The paradox, revealed in a study of the country's latest cancer registry, tells a story at once simple and confounding.

Women account for just over half of all new cases, but men make up the majority of deaths.

India appears to be an outlier. In 2022, for every 100,000 people worldwide, on average about 197 were diagnosed with cancer that year. Men fared worse, at 212, compared to 186 for women, according to the World Cancer Research Fund.

In India, the most common cancers among women are breast, cervical, and ovarian. Breast and cervical cancers make up 40% of female cases.

While cervical cancer is largely linked to infections such as human papillomavirus (HPV), breast and ovarian cancers are often influenced by hormonal factors. Rising cases of these hormone-related cancers are also associated with lifestyle shifts - including later pregnancies, reduced breastfeeding, obesity, and sedentary habits.

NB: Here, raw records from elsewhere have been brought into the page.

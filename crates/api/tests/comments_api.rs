//! HTTP-level integration tests for the `/api/comments` resource.

mod common;

use axum::http::StatusCode;
use common::{body_json, get, post_json, post_json_with_cookie, register_user};
use sqlx::PgPool;

/// Creating a comment requires a session; the author comes from the session.
#[sqlx::test(migrations = "../db/migrations")]
async fn test_create_comment(pool: PgPool) {
    let app = common::build_test_app(pool.clone());
    let (cookie, user_id) = register_user(app, "alice", "alice@test.com", "password").await;

    let app = common::build_test_app(pool.clone());
    let body = serde_json::json!({ "title": "Thread", "post_text": "op" });
    let response = post_json_with_cookie(app, "/api/posts", body, &cookie).await;
    let post_id = body_json(response).await["id"].as_i64().unwrap();

    let app = common::build_test_app(pool);
    let body = serde_json::json!({ "comment_text": "reply", "post_id": post_id });
    let response = post_json_with_cookie(app, "/api/comments", body, &cookie).await;

    assert_eq!(response.status(), StatusCode::CREATED);
    let json = body_json(response).await;
    assert_eq!(json["comment_text"], "reply");
    assert_eq!(json["post_id"], post_id);
    assert_eq!(json["user_id"], user_id);
}

/// Creating a comment without a session is rejected.
#[sqlx::test(migrations = "../db/migrations")]
async fn test_create_comment_requires_session(pool: PgPool) {
    let app = common::build_test_app(pool.clone());
    let (cookie, _) = register_user(app, "bob", "bob@test.com", "password").await;

    let app = common::build_test_app(pool.clone());
    let body = serde_json::json!({ "title": "Open", "post_text": "op" });
    let response = post_json_with_cookie(app, "/api/posts", body, &cookie).await;
    let post_id = body_json(response).await["id"].as_i64().unwrap();

    let app = common::build_test_app(pool.clone());
    let body = serde_json::json!({ "comment_text": "anonymous", "post_id": post_id });
    let response = post_json(app, "/api/comments", body).await;
    assert_eq!(response.status(), StatusCode::UNAUTHORIZED);

    let count: i64 = sqlx::query_scalar("SELECT COUNT(*) FROM comments")
        .fetch_one(&pool)
        .await
        .expect("count should succeed");
    assert_eq!(count, 0);
}

/// Commenting on a post that does not exist is a 404 on the post, and
/// nothing is persisted.
#[sqlx::test(migrations = "../db/migrations")]
async fn test_comment_on_missing_post(pool: PgPool) {
    let app = common::build_test_app(pool.clone());
    let (cookie, _) = register_user(app, "carol", "carol@test.com", "password").await;

    let app = common::build_test_app(pool.clone());
    let body = serde_json::json!({ "comment_text": "into the void", "post_id": 999999 });
    let response = post_json_with_cookie(app, "/api/comments", body, &cookie).await;

    assert_eq!(response.status(), StatusCode::NOT_FOUND);
    let json = body_json(response).await;
    assert_eq!(json["message"], "No post found with this id");

    let count: i64 = sqlx::query_scalar("SELECT COUNT(*) FROM comments")
        .fetch_one(&pool)
        .await
        .expect("count should succeed");
    assert_eq!(count, 0);
}

/// GET /api/comments lists all comments in insertion order.
#[sqlx::test(migrations = "../db/migrations")]
async fn test_list_comments(pool: PgPool) {
    let app = common::build_test_app(pool.clone());
    let (cookie, _) = register_user(app, "dave", "dave@test.com", "password").await;

    let app = common::build_test_app(pool.clone());
    let body = serde_json::json!({ "title": "Busy", "post_text": "op" });
    let response = post_json_with_cookie(app, "/api/posts", body, &cookie).await;
    let post_id = body_json(response).await["id"].as_i64().unwrap();

    for text in ["first", "second", "third"] {
        let app = common::build_test_app(pool.clone());
        let body = serde_json::json!({ "comment_text": text, "post_id": post_id });
        let response = post_json_with_cookie(app, "/api/comments", body, &cookie).await;
        assert_eq!(response.status(), StatusCode::CREATED);
    }

    let app = common::build_test_app(pool);
    let response = get(app, "/api/comments").await;
    assert_eq!(response.status(), StatusCode::OK);
    let json = body_json(response).await;
    let comments = json.as_array().expect("body should be an array");
    assert_eq!(comments.len(), 3);
    assert_eq!(comments[0]["comment_text"], "first");
    assert_eq!(comments[2]["comment_text"], "third");
}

For men, oral, lung, and prostate cancers dominate. Tobacco drives 40% of preventable cancers, mainly oral and lung.

Awareness campaigns and improved facilities mean cancers common among women are often detected earlier.

With their long latency periods - time between exposure to a cancer-causing factor and the appearance of detectable cancer - treatment outcomes are relatively good.

The hilly and relatively remote northeast region remains India's cancer hotspot, with Mizoram's Aizawl district recording lifetime risks twice the national average.

India's patchwork of risks is part of a larger truth: cancer is at once the most universal and the most uneven of diseases. The disparities seen across Indian states mirror a global divide shaped by geography, income, and access to care.

Yet amid this shifting landscape, many questions remain, underscoring the urgent need for targeted prevention, early detection, and lifestyle changes, including healthier diets and habits.